Middle Schools

Welcome to our computing scheme of work!

Welcome to our planning collection. Please note that these plans may be edited and updated over time and are designed to remain as online documents. 

The information below should give you a good idea what the resources are all about, but if you have any questions or comments please get in touch.

What are the resources?

We have created a collection of detailed lesson plans and teaching resources to support you with forming a scheme of work to deliver the computing curriculum in your school. 

We now have over 50 plans available from Key Stage 1 to Key Stage 3. More than fit into a year of teaching across an average school! This is to ensure schools have choice and flexibility in terms of which units they choose to teach. We also like to keep things fresh, and so we’re always updating plans and adding new things to the collection, and because they are online resources, you’ll always find the latest copy right here.

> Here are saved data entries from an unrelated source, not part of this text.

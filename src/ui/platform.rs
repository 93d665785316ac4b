// SPDX-License-Identifier: MPL-2.0
//! Platform-driven presentation policy.
//!
//! The controls render differently depending on the device class they run
//! on: desktops get generous spacer-based layouts, circled glyphs and
//! keyboard shortcuts; headsets get a compact cluster with plain glyphs;
//! televisions keep the spacious layout but have no keyboard to bind.
//!
//! Rather than scattering target checks through the views, the differences
//! are collected into a [`PresentationPolicy`] looked up per [`Platform`].
//! The platform normally comes from the compile target and can be forced
//! through [`Config::platform`](crate::config::Config::platform).

// =============================================================================
// Platform
// =============================================================================

/// Device class the controls are presented on.
#[derive(Debug, Clone, Copy, PartialEq, Eq, Default)]
pub enum Platform {
    /// Desktop or laptop with a pointer and keyboard.
    #[default]
    Desktop,
    /// Television driven by a remote.
    Tv,
    /// Head-mounted display.
    Headset,
}

impl Platform {
    /// Platform implied by the compile target.
    ///
    /// Every target this crate currently builds for is a desktop; tv and
    /// headset renditions are opted into through configuration.
    #[must_use]
    pub fn current() -> Self {
        Platform::Desktop
    }

    /// Parses a platform name as used in the settings file.
    #[must_use]
    pub fn from_name(name: &str) -> Option<Self> {
        match name.trim().to_ascii_lowercase().as_str() {
            "desktop" => Some(Platform::Desktop),
            "tv" => Some(Platform::Tv),
            "headset" => Some(Platform::Headset),
            _ => None,
        }
    }

    /// Canonical name for the settings file.
    #[must_use]
    pub fn name(self) -> &'static str {
        match self {
            Platform::Desktop => "desktop",
            Platform::Tv => "tv",
            Platform::Headset => "headset",
        }
    }
}

// =============================================================================
// Policy
// =============================================================================

/// How the playback cluster arranges its buttons.
#[derive(Debug, Clone, Copy, PartialEq, Eq)]
pub enum LayoutStrategy {
    /// Fill-width spacers between the buttons, spreading the cluster
    /// across its container.
    Spacered,
    /// Buttons sit next to each other with regular spacing.
    Compact,
}

/// Which rendition of the play/pause glyphs to use.
#[derive(Debug, Clone, Copy, PartialEq, Eq)]
pub enum GlyphVariant {
    /// Glyphs enclosed in a filled circle.
    Circled,
    /// Bare glyphs.
    Plain,
}

/// Presentation rules derived from the platform.
#[derive(Debug, Clone, Copy, PartialEq, Eq)]
pub struct PresentationPolicy {
    /// Playback-cluster layout.
    pub layout: LayoutStrategy,
    /// Play/pause glyph rendition.
    pub glyphs: GlyphVariant,
    /// Whether keyboard shortcuts (space, arrow keys) are bound.
    pub keyboard_shortcuts: bool,
}

impl PresentationPolicy {
    /// Policy table, one row per platform.
    #[must_use]
    pub fn for_platform(platform: Platform) -> Self {
        match platform {
            Platform::Desktop => Self {
                layout: LayoutStrategy::Spacered,
                glyphs: GlyphVariant::Circled,
                keyboard_shortcuts: true,
            },
            Platform::Tv => Self {
                layout: LayoutStrategy::Spacered,
                glyphs: GlyphVariant::Circled,
                keyboard_shortcuts: false,
            },
            Platform::Headset => Self {
                layout: LayoutStrategy::Compact,
                glyphs: GlyphVariant::Plain,
                keyboard_shortcuts: true,
            },
        }
    }
}

impl Default for PresentationPolicy {
    fn default() -> Self {
        Self::for_platform(Platform::current())
    }
}

#[cfg(test)]
mod tests {
    use super::*;

    #[test]
    fn platform_names_round_trip() {
        for platform in [Platform::Desktop, Platform::Tv, Platform::Headset] {
            assert_eq!(Platform::from_name(platform.name()), Some(platform));
        }
    }

    #[test]
    fn platform_parsing_is_case_insensitive() {
        assert_eq!(Platform::from_name("  TV "), Some(Platform::Tv));
        assert_eq!(Platform::from_name("Headset"), Some(Platform::Headset));
        assert_eq!(Platform::from_name("console"), None);
    }

    #[test]
    fn desktop_policy_is_the_spacious_default() {
        let policy = PresentationPolicy::default();
        assert_eq!(policy.layout, LayoutStrategy::Spacered);
        assert_eq!(policy.glyphs, GlyphVariant::Circled);
        assert!(policy.keyboard_shortcuts);
    }

    #[test]
    fn tv_policy_disables_keyboard_shortcuts() {
        let policy = PresentationPolicy::for_platform(Platform::Tv);
        assert!(!policy.keyboard_shortcuts);
        assert_eq!(policy.layout, LayoutStrategy::Spacered);
    }

    #[test]
    fn headset_policy_is_compact_with_plain_glyphs() {
        let policy = PresentationPolicy::for_platform(Platform::Headset);
        assert_eq!(policy.layout, LayoutStrategy::Compact);
        assert_eq!(policy.glyphs, GlyphVariant::Plain);
        assert!(policy.keyboard_shortcuts);
    }
}
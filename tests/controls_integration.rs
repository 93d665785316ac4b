// SPDX-License-Identifier: MPL-2.0
//! Integration tests for the control widgets against a mock coordinator.

use iced_playbar::i18n::I18n;
use iced_playbar::player::{PlaybackState, PlayerCoordinator, SubtitleTrack, SubtitleTrackId};
use iced_playbar::ui::controls::{self, Effect, Message, PlayButtonIcon, ViewContext};
use iced_playbar::ui::controls::subtitle_menu;
use iced_playbar::ui::platform::{Platform, PresentationPolicy};

// =============================================================================
// Mock Coordinator
// =============================================================================

/// Mock player coordinator recording every command it receives.
struct MockCoordinator {
    state: PlaybackState,
    seekable: bool,
    aspect_fill: bool,
    tracks: Vec<SubtitleTrack>,
    selected: Option<SubtitleTrackId>,
    skip_calls: Vec<f64>,
    select_track_calls: Vec<SubtitleTrackId>,
}

impl MockCoordinator {
    fn new() -> Self {
        Self {
            state: PlaybackState::Stopped,
            seekable: true,
            aspect_fill: false,
            tracks: vec![
                SubtitleTrack::new("srt:0", "English"),
                SubtitleTrack::new("srt:1", "Français"),
                SubtitleTrack::new("pgs:2", "English (PGS)").player_rendered(),
            ],
            selected: None,
            skip_calls: Vec::new(),
            select_track_calls: Vec::new(),
        }
    }
}

impl PlayerCoordinator for MockCoordinator {
    fn playback_state(&self) -> PlaybackState {
        self.state
    }

    fn is_seekable(&self) -> bool {
        self.seekable
    }

    fn is_aspect_fill(&self) -> bool {
        self.aspect_fill
    }

    fn subtitle_tracks(&self) -> &[SubtitleTrack] {
        &self.tracks
    }

    fn selected_subtitle(&self) -> Option<&SubtitleTrackId> {
        self.selected.as_ref()
    }

    fn play(&mut self) {
        self.state = PlaybackState::Playing;
    }

    fn pause(&mut self) {
        self.state = PlaybackState::Paused;
    }

    fn skip(&mut self, interval_secs: f64) {
        self.skip_calls.push(interval_secs);
    }

    fn toggle_aspect_fill(&mut self) {
        self.aspect_fill = !self.aspect_fill;
    }

    fn select_subtitle(&mut self, id: Option<SubtitleTrackId>) {
        self.selected = id;
    }

    fn select_track(&mut self, id: &SubtitleTrackId) {
        self.select_track_calls.push(id.clone());
    }
}

fn desktop_ctx(i18n: &I18n) -> ViewContext<'_> {
    ViewContext {
        i18n,
        policy: PresentationPolicy::for_platform(Platform::Desktop),
        skip_interval_secs: 15.0,
    }
}

// =============================================================================
// Playback cluster
// =============================================================================

#[test]
fn toggle_playback_starts_and_pauses() {
    let mut player = MockCoordinator::new();
    let mut state = controls::State::default();

    let effect = state.handle(&mut player, Message::TogglePlayback);
    assert_eq!(effect, Effect::StateChanged);
    assert!(player.playback_state().is_playing());

    let effect = state.handle(&mut player, Message::TogglePlayback);
    assert_eq!(effect, Effect::StateChanged);
    assert!(player.playback_state().is_paused());
}

#[test]
fn toggle_playback_in_error_state_attempts_play() {
    let mut player = MockCoordinator::new();
    player.state = PlaybackState::Error;
    let mut state = controls::State::default();

    state.handle(&mut player, Message::TogglePlayback);
    assert!(player.playback_state().is_playing());
}

#[test]
fn skip_forwards_by_configured_interval() {
    let mut player = MockCoordinator::new();
    let mut state = controls::State::new(15.0);

    state.handle(&mut player, Message::SkipForward);
    state.handle(&mut player, Message::SkipBackward);

    assert_eq!(player.skip_calls, vec![15.0, -15.0]);
}

#[test]
fn skip_is_suppressed_while_unseekable() {
    let mut player = MockCoordinator::new();
    player.seekable = false;
    let mut state = controls::State::new(15.0);

    let effect = state.handle(&mut player, Message::SkipForward);

    assert_eq!(effect, Effect::None);
    assert!(player.skip_calls.is_empty());
}

#[test]
fn play_button_glyph_is_pure_in_state() {
    assert_eq!(
        controls::play_button_icon(PlaybackState::Error),
        PlayButtonIcon::Unavailable
    );
    assert_eq!(
        controls::play_button_icon(PlaybackState::Playing),
        PlayButtonIcon::Pause
    );
    assert_eq!(
        controls::play_button_icon(PlaybackState::Paused),
        PlayButtonIcon::Play
    );
    assert_eq!(
        controls::play_button_icon(PlaybackState::Stopped),
        PlayButtonIcon::Play
    );
}

#[test]
fn playback_controls_render_with_and_without_seekable_source() {
    let i18n = I18n::default();
    let ctx = desktop_ctx(&i18n);

    let mut player = MockCoordinator::new();
    let _ = controls::playback_controls(&ctx, &player);

    player.seekable = false;
    let _ = controls::playback_controls(&ctx, &player);
}

#[test]
fn playback_controls_render_under_every_policy() {
    let i18n = I18n::default();
    let player = MockCoordinator::new();

    for platform in [Platform::Desktop, Platform::Tv, Platform::Headset] {
        let ctx = ViewContext {
            i18n: &i18n,
            policy: PresentationPolicy::for_platform(platform),
            skip_interval_secs: 15.0,
        };
        let _ = controls::playback_controls(&ctx, &player);
    }
}

// =============================================================================
// Aspect-fill toggle
// =============================================================================

#[test]
fn aspect_fill_toggles_through_coordinator() {
    let mut player = MockCoordinator::new();
    let mut state = controls::State::default();
    assert!(!player.is_aspect_fill());

    state.handle(&mut player, Message::ToggleAspectFill);
    assert!(player.is_aspect_fill());

    state.handle(&mut player, Message::ToggleAspectFill);
    assert!(!player.is_aspect_fill());
}

#[test]
fn content_mode_button_renders_in_both_modes() {
    let i18n = I18n::default();
    let ctx = desktop_ctx(&i18n);

    let mut player = MockCoordinator::new();
    let _ = controls::content_mode_button(&ctx, &player);

    player.aspect_fill = true;
    let _ = controls::content_mode_button(&ctx, &player);
}

// =============================================================================
// Subtitle selection
// =============================================================================

#[test]
fn selecting_off_clears_the_selection() {
    let mut player = MockCoordinator::new();
    player.selected = Some(SubtitleTrackId::new("srt:0"));
    let mut state = controls::State::default();

    let effect = state.handle(&mut player, Message::SelectSubtitle(None));

    assert_eq!(effect, Effect::SubtitleSelected { track: None });
    assert!(player.selected_subtitle().is_none());
}

#[test]
fn selecting_a_listed_track_updates_the_selection() {
    let mut player = MockCoordinator::new();
    let mut state = controls::State::default();
    let id = SubtitleTrackId::new("srt:1");

    let effect = state.handle(&mut player, Message::SelectSubtitle(Some(id.clone())));

    assert_eq!(
        effect,
        Effect::SubtitleSelected {
            track: Some(id.clone())
        }
    );
    assert_eq!(player.selected_subtitle(), Some(&id));
    // Text tracks never go through the player's track selection
    assert!(player.select_track_calls.is_empty());
}

#[test]
fn selecting_a_player_rendered_track_selects_it_exactly_once() {
    let mut player = MockCoordinator::new();
    let mut state = controls::State::default();
    let id = SubtitleTrackId::new("pgs:2");

    state.handle(&mut player, Message::SelectSubtitle(Some(id.clone())));

    assert_eq!(player.selected_subtitle(), Some(&id));
    assert_eq!(player.select_track_calls, vec![id]);
}

#[test]
fn selecting_an_unknown_track_is_a_no_op() {
    let mut player = MockCoordinator::new();
    let mut state = controls::State::default();

    let effect = state.handle(
        &mut player,
        Message::SelectSubtitle(Some(SubtitleTrackId::new("vtt:9"))),
    );

    assert_eq!(effect, Effect::None);
    assert!(player.selected_subtitle().is_none());
    assert!(player.select_track_calls.is_empty());
}

#[test]
fn selection_closes_the_menu() {
    let mut player = MockCoordinator::new();
    let mut state = controls::State::default();

    state.handle(&mut player, Message::ToggleSubtitleMenu);
    assert!(state.subtitle_menu.is_open);

    state.handle(&mut player, Message::SelectSubtitle(None));
    assert!(!state.subtitle_menu.is_open);
}

#[test]
fn subtitle_menu_renders_button_and_panel() {
    let i18n = I18n::default();
    let ctx = desktop_ctx(&i18n);
    let player = MockCoordinator::new();

    let mut menu = subtitle_menu::SubtitleMenuState::new();
    let _ = subtitle_menu::view_button(&ctx, &player, &menu);
    assert!(subtitle_menu::view_panel(&ctx, &player, &menu).is_none());

    menu.toggle();
    assert!(subtitle_menu::view_panel(&ctx, &player, &menu).is_some());
}

// =============================================================================
// Keyboard shortcuts
// =============================================================================

#[test]
fn keyboard_shortcuts_follow_policy_and_seekability() {
    use iced::keyboard::key::Named;
    use iced::keyboard::Key;

    let desktop = PresentationPolicy::for_platform(Platform::Desktop);
    let tv = PresentationPolicy::for_platform(Platform::Tv);

    assert_eq!(
        controls::handle_key(&Key::Named(Named::Space), desktop, false),
        Some(Message::TogglePlayback)
    );
    assert_eq!(
        controls::handle_key(&Key::Named(Named::ArrowRight), desktop, true),
        Some(Message::SkipForward)
    );
    assert_eq!(
        controls::handle_key(&Key::Named(Named::ArrowRight), desktop, false),
        None
    );
    assert_eq!(
        controls::handle_key(&Key::Named(Named::Space), tv, true),
        None
    );
}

We have put together an example long term plan that maps out an example of how some of our units could be taught across a typical middle school. But this is just an example, and there is flexibility to move things around between some year groups and when in the year things are taught. Please also bear in mind that this example does not contain all of our available units, so there may be other things in our collection that you prefer, or are more suited to the situation in your school.

We can support you to launch these resources in your school. We'd be delighted to introduce your staff to what’s available and help you shape the units into a curriculum that works for your school. Get in touch if you'd like to arrange that.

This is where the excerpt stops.